▸ **EXERCISE**: Copy out each line of the material in which the word "ticks" can be found.
START PROVIDED MATERIAL
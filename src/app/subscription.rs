// SPDX-License-Identifier: MPL-2.0
//! Event subscriptions for the application.

use super::Message;
use crate::config::FRAME_INTERVAL_MS;
use iced::{event, time, window, Subscription};
use std::time::Duration;

/// Creates the frame tick subscription driving the logo sweep.
///
/// Idle screens get no ticks so the event loop can sleep.
pub fn create_tick_subscription(is_animating: bool) -> Subscription<Message> {
    if is_animating {
        time::every(Duration::from_millis(FRAME_INTERVAL_MS)).map(Message::Tick)
    } else {
        Subscription::none()
    }
}

/// Forwards window close requests so the app can log and shut down itself.
pub fn create_event_subscription() -> Subscription<Message> {
    event::listen_with(|event, _status, window_id| {
        if let event::Event::Window(window::Event::CloseRequested) = event {
            return Some(Message::WindowCloseRequested(window_id));
        }
        None
    })
}
// SPDX-License-Identifier: MPL-2.0
//! Toolkit-independent presentation logic.
//!
//! Nothing here depends on `iced`: the screen in `ui::showcase` owns these
//! types and forwards user input and clock ticks to them.

pub mod counter;
pub mod easing;
pub mod mailto;
pub mod rotation;

pub use counter::ClickCounter;
pub use easing::Easing;
pub use mailto::{EmailDraft, MailtoResult};
pub use rotation::{AnimationState, ObserverId, RotationAnimator};
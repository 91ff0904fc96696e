// SPDX-License-Identifier: MPL-2.0
//! View rendering for the application.

use super::Message;
use crate::i18n::fluent::I18n;
use crate::ui::showcase::{self, ViewContext as ShowcaseViewContext};
use iced::{widget::Container, Element, Length};

/// Context required to render the application view.
pub struct ViewContext<'a> {
    pub i18n: &'a I18n,
    pub showcase: &'a showcase::State,
}

/// Renders the showcase screen filling the window.
pub fn view(ctx: ViewContext<'_>) -> Element<'_, Message> {
    let content = showcase::view(ShowcaseViewContext {
        i18n: ctx.i18n,
        state: ctx.showcase,
    })
    .map(Message::Showcase);

    Container::new(content)
        .width(Length::Fill)
        .height(Length::Fill)
        .into()
}
// SPDX-License-Identifier: MPL-2.0
#![doc = r#"
# Design Tokens

Shared constants for colors, spacing, sizing and typography.

## Examples

```
use iced_showcase::ui::design_tokens::{palette, spacing};

let padding = spacing::MD; // 16px
let error = palette::ERROR_500;
assert!(error.r > error.b);
```
"#]

use iced::Color;

// ============================================================================
// Color Palette
// ============================================================================

pub mod palette {
    use super::Color;

    pub const WHITE: Color = Color::WHITE;

    // Brand colors (blue scale)
    pub const PRIMARY_500: Color = Color::from_rgb(0.3, 0.6, 0.9);
    pub const PRIMARY_700: Color = Color::from_rgb(0.15, 0.4, 0.7);

    // Semantic colors
    pub const ERROR_500: Color = Color::from_rgb(0.898, 0.224, 0.208);
}

// ============================================================================
// Spacing Scale (8px baseline grid)
// ============================================================================

pub mod spacing {
    pub const XS: f32 = 8.0; // 1 unit
    pub const SM: f32 = 12.0; // 1.5 units
    pub const MD: f32 = 16.0; // 2 units
    pub const LG: f32 = 24.0; // 3 units
}

// ============================================================================
// Sizing Scale
// ============================================================================

pub mod sizing {
    /// Edge length of the rotating logo canvas.
    pub const LOGO_SIZE: f32 = 160.0;

    /// Height of the multi-line message editor.
    pub const MESSAGE_EDITOR_HEIGHT: f32 = 120.0;

    /// Widest the form column grows on large windows.
    pub const CONTENT_MAX_WIDTH: f32 = 560.0;
}

// ============================================================================
// Typography Scale
// ============================================================================

pub mod typography {
    /// Standard body - Most UI text, labels, descriptions
    pub const BODY: f32 = 14.0;

    /// Caption - Field labels, inline errors
    pub const CAPTION: f32 = 12.0;
}

// ============================================================================
// Compile-time Validation
// ============================================================================

const _: () = {
    assert!(spacing::XS > 0.0);
    assert!(spacing::SM > spacing::XS);
    assert!(spacing::MD > spacing::SM);
    assert!(spacing::LG > spacing::MD);
    assert!(typography::BODY > typography::CAPTION);
    assert!(sizing::LOGO_SIZE < sizing::CONTENT_MAX_WIDTH);
};
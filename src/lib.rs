// SPDX-License-Identifier: MPL-2.0
//! `iced_showcase` is a small desktop demo built with the Iced GUI framework.
//!
//! One screen greets the user with the platform name, counts clicks, composes
//! a `mailto:` link for the system mail client and sweeps a logo through a
//! full turn whenever it appears. Text is localized with Fluent and user
//! preferences live in a TOML file.

#![doc(html_root_url = "https://docs.rs/iced_showcase/0.1.0")]

pub mod app;
pub mod config;
pub mod error;
pub mod i18n;
pub mod logging;
pub mod platform;
pub mod presentation;
pub mod ui;
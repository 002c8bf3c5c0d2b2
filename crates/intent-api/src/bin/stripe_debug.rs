//! # Stripe Debug
//!
//! Checks the Stripe configuration and creates a €1.00 test payment intent.
//!
//! ```bash
//! STRIPE_SECRET_KEY=sk_test_... stripe-debug
//! ```

use intent_api::logging::init_tracing;
use intent_api::probe::{probe_payment_intent, KeyReport};
use intent_stripe::{StripeConfig, StripePaymentIntents};
use std::env;
use tracing::info;

#[tokio::main]
async fn main() -> anyhow::Result<()> {
    dotenvy::dotenv().ok();
    init_tracing();

    info!("🔍 Debugging Stripe configuration");
    KeyReport::from_lookup(|key| env::var(key).ok()).log();

    let Some(config) = StripeConfig::from_env() else {
        anyhow::bail!("STRIPE_SECRET_KEY is not set; nothing to test");
    };
    info!("Key mode: {}", config.key_mode());

    let processor = StripePaymentIntents::new(config)?;
    info!("✅ Stripe client initialized");

    probe_payment_intent(&processor).await?;

    Ok(())
}
//! # intent-core
//!
//! Core types and traits for the intent-relay payment gateway.
//!
//! This crate provides:
//! - `PaymentRequest` and `PaymentIntentResult` for the request/response flow
//! - `PaymentIntentProcessor` trait for implementing payment processors
//! - `PaymentIntentGateway`, which validates requests and delegates to a processor
//! - `PaymentError` and `ProcessorError` for typed error handling
//!
//! ## Example
//!
//! ```rust,ignore
//! use intent_core::{PaymentIntentGateway, PaymentRequest};
//!
//! // Delegate to a processor (or use `PaymentIntentGateway::mock()`)
//! let gateway = PaymentIntentGateway::new(processor);
//!
//! let result = gateway
//!     .create_payment_intent(PaymentRequest::new(19.99).with_currency("eur"))
//!     .await?;
//!
//! // Hand result.client_secret to the browser
//! ```

pub mod error;
pub mod gateway;
pub mod processor;
pub mod request;

// Re-exports for convenience
pub use error::{PaymentError, PaymentResult, ProcessorError, API_CONNECTION_ERROR};
pub use gateway::PaymentIntentGateway;
pub use processor::{
    BoxedPaymentIntentProcessor, CreateIntentParams, PaymentIntentProcessor, ProcessorIntent,
};
pub use request::{
    to_minor_units, PaymentIntentResult, PaymentRequest, DEFAULT_CURRENCY, MOCK_CLIENT_SECRET,
    MOCK_MESSAGE,
};
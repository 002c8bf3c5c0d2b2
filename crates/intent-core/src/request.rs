//! # Request Types
//!
//! Request-scoped payment types for intent-relay. Nothing here is persisted.

use serde::{de, Deserialize, Deserializer, Serialize};
use serde_json::Value;
use std::collections::HashMap;

/// Currency used when the caller does not supply one (ISO 4217, lowercase)
pub const DEFAULT_CURRENCY: &str = "eur";

/// Placeholder client secret returned while no processor is configured
pub const MOCK_CLIENT_SECRET: &str = "pi_mock1234567890_secret_abcdefghijklmnop";

/// Explanation attached to mock results
pub const MOCK_MESSAGE: &str =
    "Payment processor not configured; returning a mock client secret for testing";

/// Convert a major-unit amount to the processor's smallest currency unit.
///
/// Rounds half away from zero, so `19.99` becomes `1999` even though the
/// floating point product is `1998.9999999999998`.
pub fn to_minor_units(amount: f64) -> i64 {
    (amount * 100.0).round() as i64
}

/// A payment request as sent by the browser client
#[derive(Debug, Clone, PartialEq, Deserialize)]
pub struct PaymentRequest {
    /// Amount in major currency units. `None` when missing or not a number.
    #[serde(default, deserialize_with = "amount_value")]
    pub amount: Option<f64>,

    /// ISO 4217 currency code, passed through unchanged
    #[serde(default = "default_currency", deserialize_with = "currency_value")]
    pub currency: String,

    /// Custom metadata forwarded to the processor
    #[serde(default, deserialize_with = "metadata_values")]
    pub metadata: HashMap<String, String>,
}

impl PaymentRequest {
    /// Create a request for `amount` with default currency and no metadata
    pub fn new(amount: f64) -> Self {
        Self {
            amount: Some(amount),
            currency: DEFAULT_CURRENCY.to_string(),
            metadata: HashMap::new(),
        }
    }

    /// Builder: set currency
    pub fn with_currency(mut self, currency: impl Into<String>) -> Self {
        self.currency = currency.into();
        self
    }

    /// Builder: add a metadata entry
    pub fn with_metadata(mut self, key: impl Into<String>, value: impl Into<String>) -> Self {
        self.metadata.insert(key.into(), value.into());
        self
    }

    /// The amount, if it is present and strictly positive
    pub fn valid_amount(&self) -> Option<f64> {
        self.amount.filter(|a| *a > 0.0)
    }
}

/// Result of a successful payment intent creation
#[derive(Debug, Clone, PartialEq, Eq, Serialize)]
#[serde(rename_all = "camelCase")]
pub struct PaymentIntentResult {
    /// Opaque token the browser uses to confirm the payment
    pub client_secret: String,

    /// Only present for mock results
    #[serde(skip_serializing_if = "Option::is_none")]
    pub message: Option<String>,
}

impl PaymentIntentResult {
    pub fn new(client_secret: impl Into<String>) -> Self {
        Self {
            client_secret: client_secret.into(),
            message: None,
        }
    }

    /// The fixed result returned in mock mode
    pub fn mock() -> Self {
        Self {
            client_secret: MOCK_CLIENT_SECRET.to_string(),
            message: Some(MOCK_MESSAGE.to_string()),
        }
    }

    pub fn is_mock(&self) -> bool {
        self.message.is_some() && self.client_secret == MOCK_CLIENT_SECRET
    }
}

fn default_currency() -> String {
    DEFAULT_CURRENCY.to_string()
}

fn amount_value<'de, D>(deserializer: D) -> Result<Option<f64>, D::Error>
where
    D: Deserializer<'de>,
{
    let value = Value::deserialize(deserializer)?;
    Ok(value.as_f64())
}

fn currency_value<'de, D>(deserializer: D) -> Result<String, D::Error>
where
    D: Deserializer<'de>,
{
    let currency = Option::<String>::deserialize(deserializer)?;
    Ok(currency.unwrap_or_else(default_currency))
}

/// Processor metadata is string-valued: scalars are stringified, nulls dropped.
fn metadata_values<'de, D>(deserializer: D) -> Result<HashMap<String, String>, D::Error>
where
    D: Deserializer<'de>,
{
    let raw = Option::<serde_json::Map<String, Value>>::deserialize(deserializer)?;
    let mut metadata = HashMap::new();

    for (key, value) in raw.unwrap_or_default() {
        let value = match value {
            Value::Null => continue,
            Value::String(s) => s,
            Value::Number(n) => n.to_string(),
            Value::Bool(b) => b.to_string(),
            Value::Array(_) | Value::Object(_) => {
                return Err(de::Error::custom(format!(
                    "metadata value for '{}' must be a string, number or boolean",
                    key
                )));
            }
        };
        metadata.insert(key, value);
    }

    Ok(metadata)
}

#[cfg(test)]
mod tests {
    use super::*;
    use serde_json::json;

    fn parse(body: Value) -> Result<PaymentRequest, serde_json::Error> {
        serde_json::from_value(body)
    }

    #[test]
    fn test_defaults_applied() {
        let request = parse(json!({ "amount": 19.99 })).unwrap();

        assert_eq!(request.amount, Some(19.99));
        assert_eq!(request.currency, "eur");
        assert!(request.metadata.is_empty());
    }

    #[test]
    fn test_currency_passed_through_unchanged() {
        let request = parse(json!({ "amount": 5, "currency": "USD" })).unwrap();
        assert_eq!(request.currency, "USD");

        let request = parse(json!({ "amount": 5, "currency": null })).unwrap();
        assert_eq!(request.currency, "eur");
    }

    #[test]
    fn test_missing_or_non_numeric_amount() {
        assert_eq!(parse(json!({})).unwrap().amount, None);
        assert_eq!(parse(json!({ "amount": null })).unwrap().amount, None);
        assert_eq!(parse(json!({ "amount": "12.50" })).unwrap().amount, None);
    }

    #[test]
    fn test_valid_amount() {
        assert_eq!(PaymentRequest::new(1.5).valid_amount(), Some(1.5));
        assert_eq!(PaymentRequest::new(0.0).valid_amount(), None);
        assert_eq!(PaymentRequest::new(-5.0).valid_amount(), None);
        assert_eq!(PaymentRequest::new(f64::NAN).valid_amount(), None);
    }

    #[test]
    fn test_metadata_scalars_stringified() {
        let request = parse(json!({
            "amount": 10,
            "metadata": {
                "order_id": "A-17",
                "quantity": 3,
                "gift": true,
                "note": null
            }
        }))
        .unwrap();

        assert_eq!(request.metadata.get("order_id").map(String::as_str), Some("A-17"));
        assert_eq!(request.metadata.get("quantity").map(String::as_str), Some("3"));
        assert_eq!(request.metadata.get("gift").map(String::as_str), Some("true"));
        assert!(!request.metadata.contains_key("note"));
    }

    #[test]
    fn test_nested_metadata_rejected() {
        let result = parse(json!({ "amount": 10, "metadata": { "cart": { "items": 2 } } }));
        assert!(result.is_err());
    }

    #[test]
    fn test_to_minor_units() {
        assert_eq!(to_minor_units(19.99), 1999);
        assert_eq!(to_minor_units(1.0), 100);
        assert_eq!(to_minor_units(0.29), 29);
        assert_eq!(to_minor_units(1234.56), 123456);
        // half away from zero
        assert_eq!(to_minor_units(0.125), 13);
    }

    #[test]
    fn test_mock_result_serialization() {
        let value = serde_json::to_value(PaymentIntentResult::mock()).unwrap();
        assert_eq!(value["clientSecret"], MOCK_CLIENT_SECRET);
        assert!(value["message"].is_string());

        let value = serde_json::to_value(PaymentIntentResult::new("pi_1_secret_2")).unwrap();
        assert_eq!(value, json!({ "clientSecret": "pi_1_secret_2" }));
    }
}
END PROVIDED MATERIAL
▸ **ANSWER TO THE EXERCISE**:
/// Idle screens get no ticks so the event loop can sleep.
//! types and forwards user input and clock ticks to them.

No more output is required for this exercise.